_Work request_. Please read the records below and return each line holding the string "rendered".

_Excerpted records_.
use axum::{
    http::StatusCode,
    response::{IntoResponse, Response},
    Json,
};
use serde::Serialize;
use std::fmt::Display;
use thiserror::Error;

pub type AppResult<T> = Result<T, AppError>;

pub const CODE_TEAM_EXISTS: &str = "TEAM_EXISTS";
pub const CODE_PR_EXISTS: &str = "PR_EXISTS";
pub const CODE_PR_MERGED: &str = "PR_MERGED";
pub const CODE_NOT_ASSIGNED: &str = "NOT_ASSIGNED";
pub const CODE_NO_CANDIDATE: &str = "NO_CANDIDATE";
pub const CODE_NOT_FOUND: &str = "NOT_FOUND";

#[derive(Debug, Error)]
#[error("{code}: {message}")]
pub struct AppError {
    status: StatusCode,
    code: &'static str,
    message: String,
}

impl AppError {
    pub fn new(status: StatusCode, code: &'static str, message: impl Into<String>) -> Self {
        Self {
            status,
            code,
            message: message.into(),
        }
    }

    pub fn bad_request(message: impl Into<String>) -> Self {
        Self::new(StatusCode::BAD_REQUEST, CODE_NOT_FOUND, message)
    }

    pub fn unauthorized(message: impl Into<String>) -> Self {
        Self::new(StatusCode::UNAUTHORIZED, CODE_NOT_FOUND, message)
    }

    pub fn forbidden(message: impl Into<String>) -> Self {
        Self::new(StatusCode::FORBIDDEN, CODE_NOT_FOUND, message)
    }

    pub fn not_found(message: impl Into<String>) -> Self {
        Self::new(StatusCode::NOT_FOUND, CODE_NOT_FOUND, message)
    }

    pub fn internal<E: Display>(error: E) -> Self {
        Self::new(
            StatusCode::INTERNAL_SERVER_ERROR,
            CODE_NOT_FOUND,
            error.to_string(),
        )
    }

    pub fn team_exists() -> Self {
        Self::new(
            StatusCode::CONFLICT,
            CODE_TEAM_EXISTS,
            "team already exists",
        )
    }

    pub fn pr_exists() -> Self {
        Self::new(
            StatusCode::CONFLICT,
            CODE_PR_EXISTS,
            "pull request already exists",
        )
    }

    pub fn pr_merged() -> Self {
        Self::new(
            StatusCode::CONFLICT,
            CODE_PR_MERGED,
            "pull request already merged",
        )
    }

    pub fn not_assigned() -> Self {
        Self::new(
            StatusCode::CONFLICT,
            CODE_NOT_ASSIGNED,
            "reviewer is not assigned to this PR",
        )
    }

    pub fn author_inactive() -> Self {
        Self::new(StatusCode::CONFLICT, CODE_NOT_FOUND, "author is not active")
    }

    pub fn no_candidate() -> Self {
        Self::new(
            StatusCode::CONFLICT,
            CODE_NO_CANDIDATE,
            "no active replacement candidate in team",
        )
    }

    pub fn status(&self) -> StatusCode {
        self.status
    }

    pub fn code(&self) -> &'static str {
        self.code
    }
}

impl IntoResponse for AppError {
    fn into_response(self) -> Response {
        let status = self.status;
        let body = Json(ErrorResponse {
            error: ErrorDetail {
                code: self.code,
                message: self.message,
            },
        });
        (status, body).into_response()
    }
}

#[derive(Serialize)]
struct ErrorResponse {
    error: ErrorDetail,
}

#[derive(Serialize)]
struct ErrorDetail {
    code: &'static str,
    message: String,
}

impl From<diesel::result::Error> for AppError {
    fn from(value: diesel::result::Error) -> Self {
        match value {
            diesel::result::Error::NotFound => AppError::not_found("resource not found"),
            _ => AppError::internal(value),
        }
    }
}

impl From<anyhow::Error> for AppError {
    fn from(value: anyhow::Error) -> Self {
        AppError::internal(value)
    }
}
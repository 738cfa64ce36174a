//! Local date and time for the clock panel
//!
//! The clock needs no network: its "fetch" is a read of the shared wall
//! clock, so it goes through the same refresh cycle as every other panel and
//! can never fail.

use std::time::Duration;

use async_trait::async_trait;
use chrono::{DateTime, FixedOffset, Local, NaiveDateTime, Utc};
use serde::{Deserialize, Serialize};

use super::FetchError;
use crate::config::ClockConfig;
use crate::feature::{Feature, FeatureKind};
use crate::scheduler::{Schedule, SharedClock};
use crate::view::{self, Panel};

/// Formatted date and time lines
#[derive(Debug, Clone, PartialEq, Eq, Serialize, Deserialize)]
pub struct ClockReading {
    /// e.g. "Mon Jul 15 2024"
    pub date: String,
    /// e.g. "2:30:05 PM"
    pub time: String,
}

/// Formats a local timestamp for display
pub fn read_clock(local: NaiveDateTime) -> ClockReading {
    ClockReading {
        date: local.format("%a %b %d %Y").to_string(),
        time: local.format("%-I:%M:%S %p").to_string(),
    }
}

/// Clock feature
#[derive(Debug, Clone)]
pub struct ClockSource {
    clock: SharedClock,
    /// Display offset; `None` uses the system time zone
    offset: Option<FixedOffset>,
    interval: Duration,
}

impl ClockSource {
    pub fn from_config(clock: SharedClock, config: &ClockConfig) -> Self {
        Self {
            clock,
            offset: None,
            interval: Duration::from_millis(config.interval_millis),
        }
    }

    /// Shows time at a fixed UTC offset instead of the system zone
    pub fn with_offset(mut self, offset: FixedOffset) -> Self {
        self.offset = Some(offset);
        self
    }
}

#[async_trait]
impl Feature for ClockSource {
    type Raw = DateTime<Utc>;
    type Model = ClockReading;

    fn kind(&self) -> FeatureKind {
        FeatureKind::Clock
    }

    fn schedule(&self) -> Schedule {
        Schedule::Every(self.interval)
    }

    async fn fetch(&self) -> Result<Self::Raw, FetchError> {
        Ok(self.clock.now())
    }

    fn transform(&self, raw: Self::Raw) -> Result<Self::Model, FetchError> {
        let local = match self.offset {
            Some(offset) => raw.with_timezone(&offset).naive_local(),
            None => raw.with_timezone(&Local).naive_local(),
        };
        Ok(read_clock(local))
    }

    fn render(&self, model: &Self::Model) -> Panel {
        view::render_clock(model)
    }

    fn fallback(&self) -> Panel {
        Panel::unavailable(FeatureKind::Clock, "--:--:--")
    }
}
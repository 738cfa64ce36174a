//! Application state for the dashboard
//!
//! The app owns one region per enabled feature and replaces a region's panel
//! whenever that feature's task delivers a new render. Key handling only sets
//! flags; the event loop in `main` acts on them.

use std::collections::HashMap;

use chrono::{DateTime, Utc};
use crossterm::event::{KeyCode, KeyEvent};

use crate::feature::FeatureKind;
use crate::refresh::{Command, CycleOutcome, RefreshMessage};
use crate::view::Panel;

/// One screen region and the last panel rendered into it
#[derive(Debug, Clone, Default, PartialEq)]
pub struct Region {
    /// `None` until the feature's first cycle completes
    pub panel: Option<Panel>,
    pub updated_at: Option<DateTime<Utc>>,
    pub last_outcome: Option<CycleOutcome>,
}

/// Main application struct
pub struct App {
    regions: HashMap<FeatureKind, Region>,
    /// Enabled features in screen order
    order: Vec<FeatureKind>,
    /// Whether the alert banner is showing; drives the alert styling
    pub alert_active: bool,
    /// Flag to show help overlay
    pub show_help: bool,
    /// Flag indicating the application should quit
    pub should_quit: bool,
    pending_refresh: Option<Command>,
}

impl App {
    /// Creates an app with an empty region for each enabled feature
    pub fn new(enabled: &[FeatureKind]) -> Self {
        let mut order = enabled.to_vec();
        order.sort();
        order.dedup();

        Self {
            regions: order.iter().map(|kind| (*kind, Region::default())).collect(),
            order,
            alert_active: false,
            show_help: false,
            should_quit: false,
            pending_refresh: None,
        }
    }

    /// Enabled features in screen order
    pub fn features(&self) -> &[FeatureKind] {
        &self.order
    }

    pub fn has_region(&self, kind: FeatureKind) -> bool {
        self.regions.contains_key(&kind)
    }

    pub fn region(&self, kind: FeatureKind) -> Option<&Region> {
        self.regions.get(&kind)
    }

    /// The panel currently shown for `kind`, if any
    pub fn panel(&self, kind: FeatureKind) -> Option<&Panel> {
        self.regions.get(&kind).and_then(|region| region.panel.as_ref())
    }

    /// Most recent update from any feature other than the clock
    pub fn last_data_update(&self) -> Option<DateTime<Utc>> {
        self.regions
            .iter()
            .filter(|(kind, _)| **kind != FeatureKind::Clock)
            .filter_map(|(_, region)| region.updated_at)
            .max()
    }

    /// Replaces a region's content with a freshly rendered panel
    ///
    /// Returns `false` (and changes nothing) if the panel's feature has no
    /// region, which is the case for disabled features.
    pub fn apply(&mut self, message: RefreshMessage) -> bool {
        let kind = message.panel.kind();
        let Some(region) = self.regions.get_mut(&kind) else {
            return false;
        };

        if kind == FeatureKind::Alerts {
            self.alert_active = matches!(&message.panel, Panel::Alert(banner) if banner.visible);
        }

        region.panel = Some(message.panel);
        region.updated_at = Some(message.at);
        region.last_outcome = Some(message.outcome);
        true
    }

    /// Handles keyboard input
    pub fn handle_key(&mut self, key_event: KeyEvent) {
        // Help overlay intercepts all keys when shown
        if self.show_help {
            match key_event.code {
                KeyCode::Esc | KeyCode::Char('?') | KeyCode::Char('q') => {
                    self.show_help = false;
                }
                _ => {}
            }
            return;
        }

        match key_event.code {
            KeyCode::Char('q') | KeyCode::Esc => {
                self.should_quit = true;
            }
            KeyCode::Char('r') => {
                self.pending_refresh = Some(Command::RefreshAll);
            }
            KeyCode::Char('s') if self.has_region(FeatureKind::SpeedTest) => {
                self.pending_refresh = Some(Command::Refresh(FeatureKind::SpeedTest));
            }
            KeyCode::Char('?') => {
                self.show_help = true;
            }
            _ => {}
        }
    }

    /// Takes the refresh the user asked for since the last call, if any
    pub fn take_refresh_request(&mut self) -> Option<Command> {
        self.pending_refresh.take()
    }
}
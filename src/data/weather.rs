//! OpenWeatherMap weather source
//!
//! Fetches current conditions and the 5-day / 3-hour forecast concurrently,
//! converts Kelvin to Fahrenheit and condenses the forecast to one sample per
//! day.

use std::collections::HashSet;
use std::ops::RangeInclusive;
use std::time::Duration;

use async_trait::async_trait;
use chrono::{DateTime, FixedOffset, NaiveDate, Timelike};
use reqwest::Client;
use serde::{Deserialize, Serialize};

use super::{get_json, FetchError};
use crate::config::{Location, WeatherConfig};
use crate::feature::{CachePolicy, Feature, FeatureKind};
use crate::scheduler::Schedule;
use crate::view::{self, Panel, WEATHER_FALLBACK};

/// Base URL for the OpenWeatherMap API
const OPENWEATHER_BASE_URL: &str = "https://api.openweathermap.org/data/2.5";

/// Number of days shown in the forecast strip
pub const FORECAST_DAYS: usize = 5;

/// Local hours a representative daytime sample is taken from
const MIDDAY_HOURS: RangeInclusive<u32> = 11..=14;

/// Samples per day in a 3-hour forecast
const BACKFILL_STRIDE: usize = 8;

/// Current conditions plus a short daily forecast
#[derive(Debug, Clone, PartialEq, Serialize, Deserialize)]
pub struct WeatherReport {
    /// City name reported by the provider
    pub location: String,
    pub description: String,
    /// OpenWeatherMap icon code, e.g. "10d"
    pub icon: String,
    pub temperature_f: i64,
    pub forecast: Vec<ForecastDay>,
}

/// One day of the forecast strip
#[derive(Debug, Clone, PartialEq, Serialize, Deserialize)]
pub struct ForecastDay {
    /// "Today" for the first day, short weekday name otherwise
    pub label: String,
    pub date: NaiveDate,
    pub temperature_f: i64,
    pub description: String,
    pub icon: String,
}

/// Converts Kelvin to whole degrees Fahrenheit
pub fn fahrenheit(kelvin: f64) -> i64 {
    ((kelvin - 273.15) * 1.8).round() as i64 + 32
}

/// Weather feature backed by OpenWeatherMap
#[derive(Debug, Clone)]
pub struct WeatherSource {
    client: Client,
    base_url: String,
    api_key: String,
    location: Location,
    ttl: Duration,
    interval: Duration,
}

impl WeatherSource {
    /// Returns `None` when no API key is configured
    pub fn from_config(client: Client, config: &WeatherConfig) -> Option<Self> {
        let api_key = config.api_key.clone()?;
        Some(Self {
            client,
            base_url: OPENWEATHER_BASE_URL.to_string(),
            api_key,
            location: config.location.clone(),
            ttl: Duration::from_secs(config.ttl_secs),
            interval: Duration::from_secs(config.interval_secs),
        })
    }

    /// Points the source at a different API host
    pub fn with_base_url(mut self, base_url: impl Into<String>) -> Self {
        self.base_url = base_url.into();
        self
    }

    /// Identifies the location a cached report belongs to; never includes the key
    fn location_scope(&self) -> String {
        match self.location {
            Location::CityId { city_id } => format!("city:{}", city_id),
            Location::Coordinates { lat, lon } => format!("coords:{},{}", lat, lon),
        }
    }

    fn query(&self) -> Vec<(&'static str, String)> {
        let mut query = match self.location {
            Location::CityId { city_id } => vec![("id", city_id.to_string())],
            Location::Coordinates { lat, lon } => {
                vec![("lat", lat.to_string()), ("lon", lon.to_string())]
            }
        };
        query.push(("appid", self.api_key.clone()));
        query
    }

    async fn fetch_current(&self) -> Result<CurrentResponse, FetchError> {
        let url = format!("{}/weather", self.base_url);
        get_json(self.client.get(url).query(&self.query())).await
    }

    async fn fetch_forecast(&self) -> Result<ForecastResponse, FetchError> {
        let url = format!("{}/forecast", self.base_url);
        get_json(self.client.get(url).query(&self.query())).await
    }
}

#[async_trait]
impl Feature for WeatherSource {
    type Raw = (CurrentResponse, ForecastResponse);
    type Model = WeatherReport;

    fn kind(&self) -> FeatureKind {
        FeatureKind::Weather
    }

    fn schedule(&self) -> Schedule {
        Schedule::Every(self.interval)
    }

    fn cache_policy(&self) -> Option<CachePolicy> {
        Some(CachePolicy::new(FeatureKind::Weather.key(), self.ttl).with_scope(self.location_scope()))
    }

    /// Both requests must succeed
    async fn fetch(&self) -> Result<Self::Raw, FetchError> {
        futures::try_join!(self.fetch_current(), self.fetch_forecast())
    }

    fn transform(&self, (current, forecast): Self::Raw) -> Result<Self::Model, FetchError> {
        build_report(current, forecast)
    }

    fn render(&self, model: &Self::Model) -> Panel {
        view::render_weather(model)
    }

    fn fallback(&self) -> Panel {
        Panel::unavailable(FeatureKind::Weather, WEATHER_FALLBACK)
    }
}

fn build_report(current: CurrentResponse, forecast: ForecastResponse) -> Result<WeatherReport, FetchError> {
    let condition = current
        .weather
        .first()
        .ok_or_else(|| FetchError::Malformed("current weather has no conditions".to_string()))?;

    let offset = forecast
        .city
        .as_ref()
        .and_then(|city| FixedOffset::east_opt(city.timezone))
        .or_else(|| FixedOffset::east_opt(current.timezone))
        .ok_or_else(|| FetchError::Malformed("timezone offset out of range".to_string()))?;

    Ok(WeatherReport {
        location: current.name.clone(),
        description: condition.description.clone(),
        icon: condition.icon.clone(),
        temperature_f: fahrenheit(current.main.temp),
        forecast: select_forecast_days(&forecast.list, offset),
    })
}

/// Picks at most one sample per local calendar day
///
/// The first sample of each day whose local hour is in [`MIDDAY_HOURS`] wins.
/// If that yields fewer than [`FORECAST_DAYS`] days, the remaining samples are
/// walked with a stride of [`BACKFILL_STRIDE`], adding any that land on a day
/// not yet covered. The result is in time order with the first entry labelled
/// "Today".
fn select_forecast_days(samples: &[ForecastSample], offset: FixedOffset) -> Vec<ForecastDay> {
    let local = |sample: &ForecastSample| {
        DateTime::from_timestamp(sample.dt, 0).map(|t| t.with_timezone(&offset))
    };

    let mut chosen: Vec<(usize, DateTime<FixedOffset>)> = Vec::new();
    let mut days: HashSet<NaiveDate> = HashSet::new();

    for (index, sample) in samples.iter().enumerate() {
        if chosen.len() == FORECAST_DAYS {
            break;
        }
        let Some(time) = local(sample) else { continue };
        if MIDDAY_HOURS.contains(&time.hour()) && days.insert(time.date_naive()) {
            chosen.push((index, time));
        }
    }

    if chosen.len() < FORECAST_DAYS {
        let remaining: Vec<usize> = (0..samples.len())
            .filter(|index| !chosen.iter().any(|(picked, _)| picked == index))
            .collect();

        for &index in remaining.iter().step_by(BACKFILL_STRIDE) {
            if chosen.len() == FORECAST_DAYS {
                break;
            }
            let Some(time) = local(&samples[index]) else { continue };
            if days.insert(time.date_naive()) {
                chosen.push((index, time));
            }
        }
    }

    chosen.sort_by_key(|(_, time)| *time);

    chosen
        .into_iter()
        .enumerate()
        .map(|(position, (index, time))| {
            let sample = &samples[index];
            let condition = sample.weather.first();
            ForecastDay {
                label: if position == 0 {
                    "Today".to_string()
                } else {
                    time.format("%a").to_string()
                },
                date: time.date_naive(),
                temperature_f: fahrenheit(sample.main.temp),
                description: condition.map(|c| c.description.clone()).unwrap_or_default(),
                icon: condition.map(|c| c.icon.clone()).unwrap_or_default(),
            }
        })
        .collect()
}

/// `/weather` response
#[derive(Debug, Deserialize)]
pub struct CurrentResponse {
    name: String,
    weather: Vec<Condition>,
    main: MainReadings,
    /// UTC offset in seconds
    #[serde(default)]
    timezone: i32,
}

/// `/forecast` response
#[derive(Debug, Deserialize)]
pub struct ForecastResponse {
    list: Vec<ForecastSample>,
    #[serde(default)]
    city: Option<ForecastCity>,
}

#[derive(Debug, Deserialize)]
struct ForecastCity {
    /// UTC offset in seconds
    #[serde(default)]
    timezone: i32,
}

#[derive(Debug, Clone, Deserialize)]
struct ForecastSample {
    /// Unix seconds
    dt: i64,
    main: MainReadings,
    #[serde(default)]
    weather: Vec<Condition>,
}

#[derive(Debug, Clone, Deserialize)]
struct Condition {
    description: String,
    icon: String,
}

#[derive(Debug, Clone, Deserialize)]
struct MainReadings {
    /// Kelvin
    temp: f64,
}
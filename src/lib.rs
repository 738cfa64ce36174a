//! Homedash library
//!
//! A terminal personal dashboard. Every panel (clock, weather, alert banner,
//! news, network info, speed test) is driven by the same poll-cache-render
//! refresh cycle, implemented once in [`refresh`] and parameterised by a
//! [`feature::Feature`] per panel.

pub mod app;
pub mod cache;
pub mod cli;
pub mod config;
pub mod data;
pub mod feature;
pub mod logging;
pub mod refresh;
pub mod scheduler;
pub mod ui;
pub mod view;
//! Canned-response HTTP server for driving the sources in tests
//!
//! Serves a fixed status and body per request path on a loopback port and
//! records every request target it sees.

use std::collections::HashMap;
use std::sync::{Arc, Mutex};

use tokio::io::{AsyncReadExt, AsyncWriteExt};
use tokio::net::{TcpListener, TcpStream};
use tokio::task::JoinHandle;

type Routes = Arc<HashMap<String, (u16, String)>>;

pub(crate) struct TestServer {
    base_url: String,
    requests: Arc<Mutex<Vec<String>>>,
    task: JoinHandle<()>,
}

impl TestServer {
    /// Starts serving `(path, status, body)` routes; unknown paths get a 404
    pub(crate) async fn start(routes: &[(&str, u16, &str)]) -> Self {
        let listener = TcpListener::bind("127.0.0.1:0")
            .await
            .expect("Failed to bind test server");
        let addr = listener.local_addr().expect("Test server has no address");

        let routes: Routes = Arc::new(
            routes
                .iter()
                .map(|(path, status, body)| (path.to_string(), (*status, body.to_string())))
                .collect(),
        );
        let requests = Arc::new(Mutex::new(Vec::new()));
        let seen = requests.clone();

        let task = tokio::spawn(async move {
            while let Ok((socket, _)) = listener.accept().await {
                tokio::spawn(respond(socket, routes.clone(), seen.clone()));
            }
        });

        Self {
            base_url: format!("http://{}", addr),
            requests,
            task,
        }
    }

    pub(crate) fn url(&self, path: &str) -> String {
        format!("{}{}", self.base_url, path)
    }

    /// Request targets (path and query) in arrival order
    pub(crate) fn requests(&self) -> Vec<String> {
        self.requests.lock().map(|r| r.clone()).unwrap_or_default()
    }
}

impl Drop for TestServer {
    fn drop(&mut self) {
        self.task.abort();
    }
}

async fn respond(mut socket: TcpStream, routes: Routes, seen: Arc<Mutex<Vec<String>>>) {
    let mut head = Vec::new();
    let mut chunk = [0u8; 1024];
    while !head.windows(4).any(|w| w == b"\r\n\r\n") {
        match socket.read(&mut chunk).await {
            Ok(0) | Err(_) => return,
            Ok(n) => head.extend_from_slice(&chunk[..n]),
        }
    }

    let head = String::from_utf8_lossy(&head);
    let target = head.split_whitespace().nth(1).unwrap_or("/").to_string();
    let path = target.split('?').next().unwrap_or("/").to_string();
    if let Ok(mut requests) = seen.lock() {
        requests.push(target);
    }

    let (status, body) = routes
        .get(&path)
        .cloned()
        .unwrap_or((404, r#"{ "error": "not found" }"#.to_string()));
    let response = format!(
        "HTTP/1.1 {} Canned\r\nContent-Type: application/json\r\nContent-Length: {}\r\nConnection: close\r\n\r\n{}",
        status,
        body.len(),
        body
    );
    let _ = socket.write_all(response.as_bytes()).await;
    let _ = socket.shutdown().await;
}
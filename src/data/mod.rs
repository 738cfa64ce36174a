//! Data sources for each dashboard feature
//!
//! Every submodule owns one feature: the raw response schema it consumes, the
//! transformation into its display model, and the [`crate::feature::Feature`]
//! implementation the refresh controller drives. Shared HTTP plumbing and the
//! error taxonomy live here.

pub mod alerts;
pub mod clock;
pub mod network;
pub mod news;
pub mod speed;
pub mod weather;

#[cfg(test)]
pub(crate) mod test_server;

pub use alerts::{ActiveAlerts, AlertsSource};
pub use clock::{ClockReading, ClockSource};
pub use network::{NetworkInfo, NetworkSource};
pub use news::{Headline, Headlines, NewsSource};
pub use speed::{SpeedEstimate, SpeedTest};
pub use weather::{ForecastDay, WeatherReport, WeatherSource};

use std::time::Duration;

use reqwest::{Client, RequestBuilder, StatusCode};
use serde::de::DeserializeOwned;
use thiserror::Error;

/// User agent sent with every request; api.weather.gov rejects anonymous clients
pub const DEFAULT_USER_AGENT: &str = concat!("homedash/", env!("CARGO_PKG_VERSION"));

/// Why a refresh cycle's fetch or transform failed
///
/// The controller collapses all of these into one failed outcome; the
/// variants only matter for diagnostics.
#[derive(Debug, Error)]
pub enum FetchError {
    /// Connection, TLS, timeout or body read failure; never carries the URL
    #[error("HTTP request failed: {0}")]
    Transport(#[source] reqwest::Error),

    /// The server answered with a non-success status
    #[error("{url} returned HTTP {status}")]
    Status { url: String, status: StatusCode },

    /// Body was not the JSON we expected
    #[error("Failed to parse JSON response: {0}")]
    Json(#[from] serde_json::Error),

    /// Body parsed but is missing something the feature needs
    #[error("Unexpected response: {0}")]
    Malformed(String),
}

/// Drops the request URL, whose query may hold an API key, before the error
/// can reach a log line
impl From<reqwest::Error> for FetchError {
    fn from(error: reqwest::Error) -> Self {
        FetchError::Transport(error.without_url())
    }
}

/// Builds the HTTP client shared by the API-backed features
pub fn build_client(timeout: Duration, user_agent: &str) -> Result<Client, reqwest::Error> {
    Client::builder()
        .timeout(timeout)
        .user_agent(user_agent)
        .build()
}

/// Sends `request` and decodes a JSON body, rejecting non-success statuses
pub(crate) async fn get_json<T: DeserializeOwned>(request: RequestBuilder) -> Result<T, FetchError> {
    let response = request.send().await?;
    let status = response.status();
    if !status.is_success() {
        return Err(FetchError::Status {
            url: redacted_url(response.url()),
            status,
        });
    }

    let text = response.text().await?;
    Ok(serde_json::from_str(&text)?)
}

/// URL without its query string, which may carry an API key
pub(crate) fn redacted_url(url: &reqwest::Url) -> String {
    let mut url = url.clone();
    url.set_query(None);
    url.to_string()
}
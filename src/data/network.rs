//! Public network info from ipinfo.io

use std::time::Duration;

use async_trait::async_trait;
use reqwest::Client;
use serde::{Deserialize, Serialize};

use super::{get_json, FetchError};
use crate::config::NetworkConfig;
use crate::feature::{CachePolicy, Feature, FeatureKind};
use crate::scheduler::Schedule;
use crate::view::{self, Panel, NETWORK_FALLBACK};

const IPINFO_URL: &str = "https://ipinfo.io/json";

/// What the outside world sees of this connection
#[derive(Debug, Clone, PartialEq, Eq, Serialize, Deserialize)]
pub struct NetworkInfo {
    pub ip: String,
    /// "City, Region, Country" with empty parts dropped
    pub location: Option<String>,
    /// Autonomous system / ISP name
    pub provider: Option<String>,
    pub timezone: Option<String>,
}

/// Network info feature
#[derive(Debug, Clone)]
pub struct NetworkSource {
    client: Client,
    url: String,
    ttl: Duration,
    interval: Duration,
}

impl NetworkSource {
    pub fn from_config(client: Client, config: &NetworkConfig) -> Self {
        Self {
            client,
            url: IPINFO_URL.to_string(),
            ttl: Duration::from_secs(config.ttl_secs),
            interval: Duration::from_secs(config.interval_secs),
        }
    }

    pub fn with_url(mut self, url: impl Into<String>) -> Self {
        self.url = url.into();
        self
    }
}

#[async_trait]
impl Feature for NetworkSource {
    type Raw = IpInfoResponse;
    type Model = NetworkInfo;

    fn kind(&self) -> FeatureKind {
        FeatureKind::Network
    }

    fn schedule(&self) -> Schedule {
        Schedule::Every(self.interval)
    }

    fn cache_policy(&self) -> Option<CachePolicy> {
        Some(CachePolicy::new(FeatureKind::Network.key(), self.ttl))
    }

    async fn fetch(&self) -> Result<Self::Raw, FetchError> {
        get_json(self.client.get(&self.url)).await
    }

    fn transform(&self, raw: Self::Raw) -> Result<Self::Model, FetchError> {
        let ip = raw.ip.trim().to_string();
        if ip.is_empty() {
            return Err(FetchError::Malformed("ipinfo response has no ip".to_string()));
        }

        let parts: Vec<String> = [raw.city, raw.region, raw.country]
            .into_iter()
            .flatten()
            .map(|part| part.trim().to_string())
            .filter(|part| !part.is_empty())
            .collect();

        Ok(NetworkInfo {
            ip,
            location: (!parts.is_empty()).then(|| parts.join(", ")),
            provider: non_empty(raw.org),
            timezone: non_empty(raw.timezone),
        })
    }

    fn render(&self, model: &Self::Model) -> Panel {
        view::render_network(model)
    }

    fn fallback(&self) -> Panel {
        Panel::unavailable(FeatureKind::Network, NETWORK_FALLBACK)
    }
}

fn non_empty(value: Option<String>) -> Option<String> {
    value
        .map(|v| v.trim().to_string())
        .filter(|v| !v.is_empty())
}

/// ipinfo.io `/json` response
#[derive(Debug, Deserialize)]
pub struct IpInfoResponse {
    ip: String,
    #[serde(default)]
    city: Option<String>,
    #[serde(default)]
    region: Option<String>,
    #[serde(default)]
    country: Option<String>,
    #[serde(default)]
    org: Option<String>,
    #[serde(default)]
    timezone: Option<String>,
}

_Expected answer_.
/// One screen region and the last panel rendered into it
    /// Replaces a region's content with a freshly rendered panel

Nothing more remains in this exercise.